Melusin, a muscle-specific integrin-linked protein, has been reported to be a biomechanical sensor and to protect the heart from pressure overload. In the present study, we investigated the possible role that melusin plays during cardiac remodeling after myocardial infarction (MI).

We constructed a heart failure model of rats induced by left anterior descending coronary artery ligation. At different time points (1, 2, 3, 4, 6, and 8 weeks) following the operation, cardiac function was monitored by echocardiography and hemodynamic assessment; cardiac morphology was measured using hematoxylin-eosin-stained sections. Melusin expression, as well as p-Akt, Akt, and one of the Rho small GTPase family members, CDC42, was determined dynamically by Western blotting analysis during the postinfarction cardiac remodeling.

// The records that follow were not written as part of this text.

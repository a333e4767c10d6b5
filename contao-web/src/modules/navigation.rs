// Contao - front-end rendering core for the Contao CMS
// Copyright (C) 2025 Contao Project Contributors
//
// This program is free software: you can redistribute it and/or modify
// it under the terms of the GNU Affero General Public License as
// published by the Free Software Foundation, either version 3 of the
// License, or (at your option) any later version.
//
// This program is distributed in the hope that it will be useful,
// but WITHOUT ANY WARRANTY; without even the implied warranty of
// MERCHANTABILITY or FITNESS FOR A PARTICULAR PURPOSE.  See the
// GNU Affero General Public License for more details.
//
// You should have received a copy of the GNU Affero General Public License
// along with this program.  If not, see <https://www.gnu.org/licenses/>.

use anyhow::Result;
use async_trait::async_trait;
use contao_core::models::module_config::ModuleConfig;

use super::{FrontendModule, ModuleOutcome};
use crate::render::{FrontendTemplate, RenderContext};

/// Menu of the page tree starting at the configured level.
pub struct NavigationModule;

#[async_trait]
impl FrontendModule for NavigationModule {
    fn template(&self) -> &'static str {
        "mod_navigation"
    }

    async fn compile(
        &self,
        ctx: &RenderContext<'_>,
        config: &ModuleConfig,
        template: &mut FrontendTemplate,
    ) -> Result<ModuleOutcome> {
        let options = config.navigation_options();
        let items = ctx.navigator().navigation(&options, config.root_page());
        if items.is_empty() {
            return Ok(ModuleOutcome::Empty);
        }

        let html = ctx.render_nav(config.navigation_tpl(), &items)?;
        template.set("items", &html);
        Ok(ModuleOutcome::Render)
    }
}

/// Menu of hand-picked pages.
pub struct CustomNavModule;

#[async_trait]
impl FrontendModule for CustomNavModule {
    fn template(&self) -> &'static str {
        "mod_customnav"
    }

    async fn compile(
        &self,
        ctx: &RenderContext<'_>,
        config: &ModuleConfig,
        template: &mut FrontendTemplate,
    ) -> Result<ModuleOutcome> {
        let pages = config.pages();
        if pages.is_empty() {
            return Ok(ModuleOutcome::Empty);
        }

        let items = ctx.navigator().custom(&pages, &config.navigation_options());
        if items.is_empty() {
            return Ok(ModuleOutcome::Empty);
        }

        let html = ctx.render_nav(config.navigation_tpl(), &items)?;
        template.set("items", &html);
        Ok(ModuleOutcome::Render)
    }
}
// Contao - front-end rendering core for the Contao CMS
// Copyright (C) 2025 Contao Project Contributors
//
// This program is free software: you can redistribute it and/or modify
// it under the terms of the GNU Affero General Public License as
// published by the Free Software Foundation, either version 3 of the
// License, or (at your option) any later version.
//
// This program is distributed in the hope that it will be useful,
// but WITHOUT ANY WARRANTY; without even the implied warranty of
// MERCHANTABILITY or FITNESS FOR A PARTICULAR PURPOSE.  See the
// GNU Affero General Public License for more details.
//
// You should have received a copy of the GNU Affero General Public License
// along with this program.  If not, see <https://www.gnu.org/licenses/>.

//! Front-end modules.
//!
//! Every module type implements [`FrontendModule`]; [`generate`] binds the
//! shared template variables, runs the module and renders its template.

use anyhow::Result;
use async_trait::async_trait;
use contao_core::models::module_config::ModuleConfig;
use contao_core::utils::html::escape_html;

use crate::render::{Fragment, FrontendTemplate, Redirection, RenderContext};

pub mod articlelist;
pub mod booknav;
pub mod breadcrumb;
pub mod changepassword;
pub mod closeaccount;
pub mod html;
pub mod login;
pub mod lostpassword;
pub mod navigation;
pub mod personaldata;
pub mod quicknav;
pub mod registration;
pub mod search;
pub mod sitemap;

/// What a module decided while compiling.
#[derive(Debug)]
pub enum ModuleOutcome {
    /// Render the template.
    Render,
    /// Output nothing, e.g. an empty menu.
    Empty,
    /// Stop rendering the page and redirect.
    Redirect(Redirection),
}

#[async_trait]
pub trait FrontendModule: Send + Sync {
    /// Default template name.
    fn template(&self) -> &'static str;

    /// Output in back-end scope instead of the generic wildcard.
    fn backend_output(&self, _config: &ModuleConfig) -> Option<String> {
        None
    }

    async fn compile(
        &self,
        ctx: &RenderContext<'_>,
        config: &ModuleConfig,
        template: &mut FrontendTemplate,
    ) -> Result<ModuleOutcome>;
}

pub fn module_for(module_type: &str) -> Option<Box<dyn FrontendModule>> {
    let module: Box<dyn FrontendModule> = match module_type {
        "navigation" => Box::new(navigation::NavigationModule),
        "customnav" => Box::new(navigation::CustomNavModule),
        "breadcrumb" => Box::new(breadcrumb::BreadcrumbModule),
        "sitemap" => Box::new(sitemap::SitemapModule),
        "booknav" => Box::new(booknav::BookNavModule),
        "quicknav" => Box::new(quicknav::QuickNavModule),
        "quicklink" => Box::new(quicknav::QuickLinkModule),
        "articlelist" => Box::new(articlelist::ArticleListModule),
        "search" => Box::new(search::SearchModule),
        "login" => Box::new(login::LoginModule),
        "registration" => Box::new(registration::RegistrationModule),
        "lostpassword" => Box::new(lostpassword::LostPasswordModule),
        "personaldata" => Box::new(personaldata::PersonalDataModule),
        "changepassword" => Box::new(changepassword::ChangePasswordModule),
        "closeaccount" => Box::new(closeaccount::CloseAccountModule),
        "html" => Box::new(html::HtmlModule),
        _ => return None,
    };
    Some(module)
}

/// Placeholder shown when a module is rendered in back-end scope.
pub fn wildcard(config: &ModuleConfig) -> String {
    format!(
        "<div class=\"be_wildcard\">\n  <p>### {} ###</p>\n  <p>{} (ID {})</p>\n</div>",
        escape_html(&config.module_type.to_uppercase()),
        escape_html(&config.name),
        config.id()
    )
}

/// What a module shows in back-end scope, `None` for unknown types.
pub fn backend_preview(config: &ModuleConfig) -> Option<String> {
    let module = module_for(&config.module_type)?;
    Some(
        module
            .backend_output(config)
            .unwrap_or_else(|| wildcard(config)),
    )
}

/// Render a module for the current request.
pub async fn generate(ctx: &RenderContext<'_>, config: &ModuleConfig) -> Result<Fragment> {
    let Some(module) = module_for(&config.module_type) else {
        tracing::warn!(
            module_id = config.id(),
            module_type = %config.module_type,
            "Unknown module type"
        );
        return Ok(Fragment::empty());
    };

    if ctx.scope.is_backend() {
        let html = module
            .backend_output(config)
            .unwrap_or_else(|| wildcard(config));
        return Ok(Fragment::Html(html));
    }

    let template_name = ctx
        .state
        .templates
        .pick(&config.template_name(), module.template());
    let mut template = FrontendTemplate::new(template_name);
    template.bind_base(
        &format!("mod_{}", config.module_type),
        config.headline.as_ref(),
        &config.css,
    );
    template.set("type", &config.module_type);
    template.set("id", &config.id());
    template.set("name", &config.name);

    match module.compile(ctx, config, &mut template).await? {
        ModuleOutcome::Render => Ok(Fragment::Html(ctx.render(&template)?)),
        ModuleOutcome::Empty => Ok(Fragment::empty()),
        ModuleOutcome::Redirect(redirect) => {
            tracing::debug!(module_id = config.id(), url = %redirect.url, "Module requested a redirect");
            Ok(Fragment::Redirect(redirect))
        }
    }
}

/// Where a page id links to, `None` when it is unset or gone.
pub(crate) fn jump_to_href(ctx: &RenderContext<'_>, page_id: Option<i64>) -> Option<String> {
    page_id.and_then(|id| ctx.page_href(id))
}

Progressive increase in left ventricular (LV) end-systolic dimension and LV end-diastolic dimension and decrease in percent LV fractional shortening (%FS) and LVdp/dt(max) demonstrated gradually deteriorated cardiac function in rats following MI operation. Morphological analysis revealed cardiac remodeling in MI animals, including increased LV diameter and decreased border zone thickness. We also showed a dynamic change in melusin during heart failure progression; it had an initial decline which was evident at 3 weeks and increased subsequently, reaching peak levels at 6 weeks. This dynamic change in melusin was significantly correlated with %FS and LVdp/dt(max.) p-Akt/Akt and CDC42 protein expression was correlated with melusin content.

The altered melusin pathways and CDC42 parallel the cardiac function progression during cardiac remodeling post-MI. The dynamic change of them during this procedure may represent an important molecular mechanism underlying postinfarction cardiac remodeling and provide potential therapeutic targets.